# BRIEF:
For every record below, write out an exact copy.

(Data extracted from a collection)
• • • • • • •

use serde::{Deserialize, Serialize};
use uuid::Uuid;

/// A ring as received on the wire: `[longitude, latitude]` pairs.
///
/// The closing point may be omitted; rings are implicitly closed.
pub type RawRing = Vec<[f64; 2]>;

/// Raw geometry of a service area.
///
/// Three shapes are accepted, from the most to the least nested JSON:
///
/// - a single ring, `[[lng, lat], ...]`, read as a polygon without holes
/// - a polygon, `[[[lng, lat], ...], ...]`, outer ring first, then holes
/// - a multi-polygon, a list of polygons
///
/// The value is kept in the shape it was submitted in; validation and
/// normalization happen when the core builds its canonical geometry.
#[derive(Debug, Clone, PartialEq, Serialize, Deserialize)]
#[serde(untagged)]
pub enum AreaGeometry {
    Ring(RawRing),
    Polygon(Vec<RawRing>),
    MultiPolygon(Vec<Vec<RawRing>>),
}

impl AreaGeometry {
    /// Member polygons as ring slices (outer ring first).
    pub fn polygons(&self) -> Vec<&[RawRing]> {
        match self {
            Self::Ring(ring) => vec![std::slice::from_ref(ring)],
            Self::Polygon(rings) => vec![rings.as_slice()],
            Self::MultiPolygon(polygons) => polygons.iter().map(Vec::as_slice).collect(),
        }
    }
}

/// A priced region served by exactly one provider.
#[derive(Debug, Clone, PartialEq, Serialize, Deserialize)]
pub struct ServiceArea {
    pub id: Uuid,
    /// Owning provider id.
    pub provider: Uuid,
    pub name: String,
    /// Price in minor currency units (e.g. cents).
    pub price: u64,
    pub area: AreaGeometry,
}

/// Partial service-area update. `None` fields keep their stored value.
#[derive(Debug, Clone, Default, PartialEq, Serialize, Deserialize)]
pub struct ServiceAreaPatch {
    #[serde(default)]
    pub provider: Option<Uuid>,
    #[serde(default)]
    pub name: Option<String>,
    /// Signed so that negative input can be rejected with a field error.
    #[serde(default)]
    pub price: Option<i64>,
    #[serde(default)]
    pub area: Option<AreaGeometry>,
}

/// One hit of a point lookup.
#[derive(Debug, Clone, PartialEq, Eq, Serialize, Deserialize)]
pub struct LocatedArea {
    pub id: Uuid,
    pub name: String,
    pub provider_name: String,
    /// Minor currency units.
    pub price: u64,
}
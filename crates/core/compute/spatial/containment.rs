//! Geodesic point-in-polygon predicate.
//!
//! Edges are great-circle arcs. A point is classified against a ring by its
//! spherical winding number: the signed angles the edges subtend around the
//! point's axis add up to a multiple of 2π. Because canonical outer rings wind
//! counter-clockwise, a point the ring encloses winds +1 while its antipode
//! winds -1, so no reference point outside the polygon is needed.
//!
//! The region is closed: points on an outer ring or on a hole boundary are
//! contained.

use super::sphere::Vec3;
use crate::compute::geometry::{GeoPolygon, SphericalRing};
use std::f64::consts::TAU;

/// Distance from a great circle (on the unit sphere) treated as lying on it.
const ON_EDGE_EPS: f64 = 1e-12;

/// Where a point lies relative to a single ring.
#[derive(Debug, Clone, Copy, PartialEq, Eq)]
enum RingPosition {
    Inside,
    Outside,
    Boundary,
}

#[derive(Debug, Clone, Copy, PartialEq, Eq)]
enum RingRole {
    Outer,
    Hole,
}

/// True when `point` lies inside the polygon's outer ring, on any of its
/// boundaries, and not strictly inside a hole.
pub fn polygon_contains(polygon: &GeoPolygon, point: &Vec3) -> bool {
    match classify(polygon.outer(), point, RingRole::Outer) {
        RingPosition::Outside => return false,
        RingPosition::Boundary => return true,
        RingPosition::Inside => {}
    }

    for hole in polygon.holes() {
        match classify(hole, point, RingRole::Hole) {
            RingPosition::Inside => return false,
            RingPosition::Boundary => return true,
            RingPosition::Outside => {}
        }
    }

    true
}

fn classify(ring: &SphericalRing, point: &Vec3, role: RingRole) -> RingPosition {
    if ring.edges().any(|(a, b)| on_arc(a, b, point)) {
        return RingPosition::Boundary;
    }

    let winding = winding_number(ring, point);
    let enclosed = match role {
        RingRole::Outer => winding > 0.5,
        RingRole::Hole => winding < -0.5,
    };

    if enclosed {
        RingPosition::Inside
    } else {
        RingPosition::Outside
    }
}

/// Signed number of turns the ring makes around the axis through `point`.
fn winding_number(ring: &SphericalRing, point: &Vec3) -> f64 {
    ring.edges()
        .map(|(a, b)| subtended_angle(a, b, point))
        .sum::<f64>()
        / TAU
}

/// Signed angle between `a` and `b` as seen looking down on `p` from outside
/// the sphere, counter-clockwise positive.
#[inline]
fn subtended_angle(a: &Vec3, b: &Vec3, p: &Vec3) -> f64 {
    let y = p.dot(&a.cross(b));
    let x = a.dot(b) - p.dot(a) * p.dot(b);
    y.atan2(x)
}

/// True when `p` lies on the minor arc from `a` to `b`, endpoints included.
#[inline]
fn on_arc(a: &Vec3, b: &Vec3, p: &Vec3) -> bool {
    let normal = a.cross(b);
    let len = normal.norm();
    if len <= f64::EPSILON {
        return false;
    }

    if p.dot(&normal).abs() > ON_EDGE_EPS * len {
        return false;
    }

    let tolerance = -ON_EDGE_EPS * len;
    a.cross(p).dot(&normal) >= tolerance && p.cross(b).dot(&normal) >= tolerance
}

• • • • • • •

# WRITTEN REPLY:
use serde::{Deserialize, Serialize};
use uuid::Uuid;

/// A ring as received on the wire: `[longitude, latitude]` pairs.
///
/// The closing point may be omitted; rings are implicitly closed.
pub type RawRing = Vec<[f64; 2]>;

/// Raw geometry of a service area.
///
/// Three shapes are accepted, from the most to the least nested JSON:
///
/// - a single ring, `[[lng, lat], ...]`, read as a polygon without holes
/// - a polygon, `[[[lng, lat], ...], ...]`, outer ring first, then holes
/// - a multi-polygon, a list of polygons
///
/// The value is kept in the shape it was submitted in; validation and
/// normalization happen when the core builds its canonical geometry.
#[derive(Debug, Clone, PartialEq, Serialize, Deserialize)]
#[serde(untagged)]
pub enum AreaGeometry {
    Ring(RawRing),
    Polygon(Vec<RawRing>),
    MultiPolygon(Vec<Vec<RawRing>>),
}

impl AreaGeometry {
    /// Member polygons as ring slices (outer ring first).
    pub fn polygons(&self) -> Vec<&[RawRing]> {
        match self {
            Self::Ring(ring) => vec![std::slice::from_ref(ring)],
            Self::Polygon(rings) => vec![rings.as_slice()],
            Self::MultiPolygon(polygons) => polygons.iter().map(Vec::as_slice).collect(),
        }
    }
}

/// A priced region served by exactly one provider.
#[derive(Debug, Clone, PartialEq, Serialize, Deserialize)]
pub struct ServiceArea {
    pub id: Uuid,
    /// Owning provider id.
    pub provider: Uuid,
    pub name: String,
    /// Price in minor currency units (e.g. cents).
    pub price: u64,
    pub area: AreaGeometry,
}

/// Partial service-area update. `None` fields keep their stored value.
#[derive(Debug, Clone, Default, PartialEq, Serialize, Deserialize)]
pub struct ServiceAreaPatch {
    #[serde(default)]
    pub provider: Option<Uuid>,
    #[serde(default)]
    pub name: Option<String>,
    /// Signed so that negative input can be rejected with a field error.
    #[serde(default)]
    pub price: Option<i64>,
    #[serde(default)]
    pub area: Option<AreaGeometry>,
}

/// One hit of a point lookup.
#[derive(Debug, Clone, PartialEq, Eq, Serialize, Deserialize)]
pub struct LocatedArea {
    pub id: Uuid,
    pub name: String,
    pub provider_name: String,
    /// Minor currency units.
    pub price: u64,
}
filename crates/core/compute/spatial/containment.rs
//! Geodesic point-in-polygon predicate.
//!
//! Edges are great-circle arcs. A point is classified against a ring by its
//! spherical winding number: the signed angles the edges subtend around the
//! point's axis add up to a multiple of 2π. Because canonical outer rings wind
//! counter-clockwise, a point the ring encloses winds +1 while its antipode
//! winds -1, so no reference point outside the polygon is needed.
//!
//! The region is closed: points on an outer ring or on a hole boundary are
//! contained.

use super::sphere::Vec3;
use crate::compute::geometry::{GeoPolygon, SphericalRing};
use std::f64::consts::TAU;

/// Distance from a great circle (on the unit sphere) treated as lying on it.
const ON_EDGE_EPS: f64 = 1e-12;

/// Where a point lies relative to a single ring.
#[derive(Debug, Clone, Copy, PartialEq, Eq)]
enum RingPosition {
    Inside,
    Outside,
    Boundary,
}

#[derive(Debug, Clone, Copy, PartialEq, Eq)]
enum RingRole {
    Outer,
    Hole,
}

/// True when `point` lies inside the polygon's outer ring, on any of its
/// boundaries, and not strictly inside a hole.
pub fn polygon_contains(polygon: &GeoPolygon, point: &Vec3) -> bool {
    match classify(polygon.outer(), point, RingRole::Outer) {
        RingPosition::Outside => return false,
        RingPosition::Boundary => return true,
        RingPosition::Inside => {}
    }

    for hole in polygon.holes() {
        match classify(hole, point, RingRole::Hole) {
            RingPosition::Inside => return false,
            RingPosition::Boundary => return true,
            RingPosition::Outside => {}
        }
    }

    true
}

fn classify(ring: &SphericalRing, point: &Vec3, role: RingRole) -> RingPosition {
    if ring.edges().any(|(a, b)| on_arc(a, b, point)) {
        return RingPosition::Boundary;
    }

    let winding = winding_number(ring, point);
    let enclosed = match role {
        RingRole::Outer => winding > 0.5,
        RingRole::Hole => winding < -0.5,
    };

    if enclosed {
        RingPosition::Inside
    } else {
        RingPosition::Outside
    }
}

/// Signed number of turns the ring makes around the axis through `point`.
fn winding_number(ring: &SphericalRing, point: &Vec3) -> f64 {
    ring.edges()
        .map(|(a, b)| subtended_angle(a, b, point))
        .sum::<f64>()
        / TAU
}

/// Signed angle between `a` and `b` as seen looking down on `p` from outside
/// the sphere, counter-clockwise positive.
#[inline]
fn subtended_angle(a: &Vec3, b: &Vec3, p: &Vec3) -> f64 {
    let y = p.dot(&a.cross(b));
    let x = a.dot(b) - p.dot(a) * p.dot(b);
    y.atan2(x)
}

/// True when `p` lies on the minor arc from `a` to `b`, endpoints included.
#[inline]
fn on_arc(a: &Vec3, b: &Vec3, p: &Vec3) -> bool {
    let normal = a.cross(b);
    let len = normal.norm();
    if len <= f64::EPSILON {
        return false;
    }

    if p.dot(&normal).abs() > ON_EDGE_EPS * len {
        return false;
    }

    let tolerance = -ON_EDGE_EPS * len;
    a.cross(p).dot(&normal) >= tolerance && p.cross(b).dot(&normal) >= tolerance
}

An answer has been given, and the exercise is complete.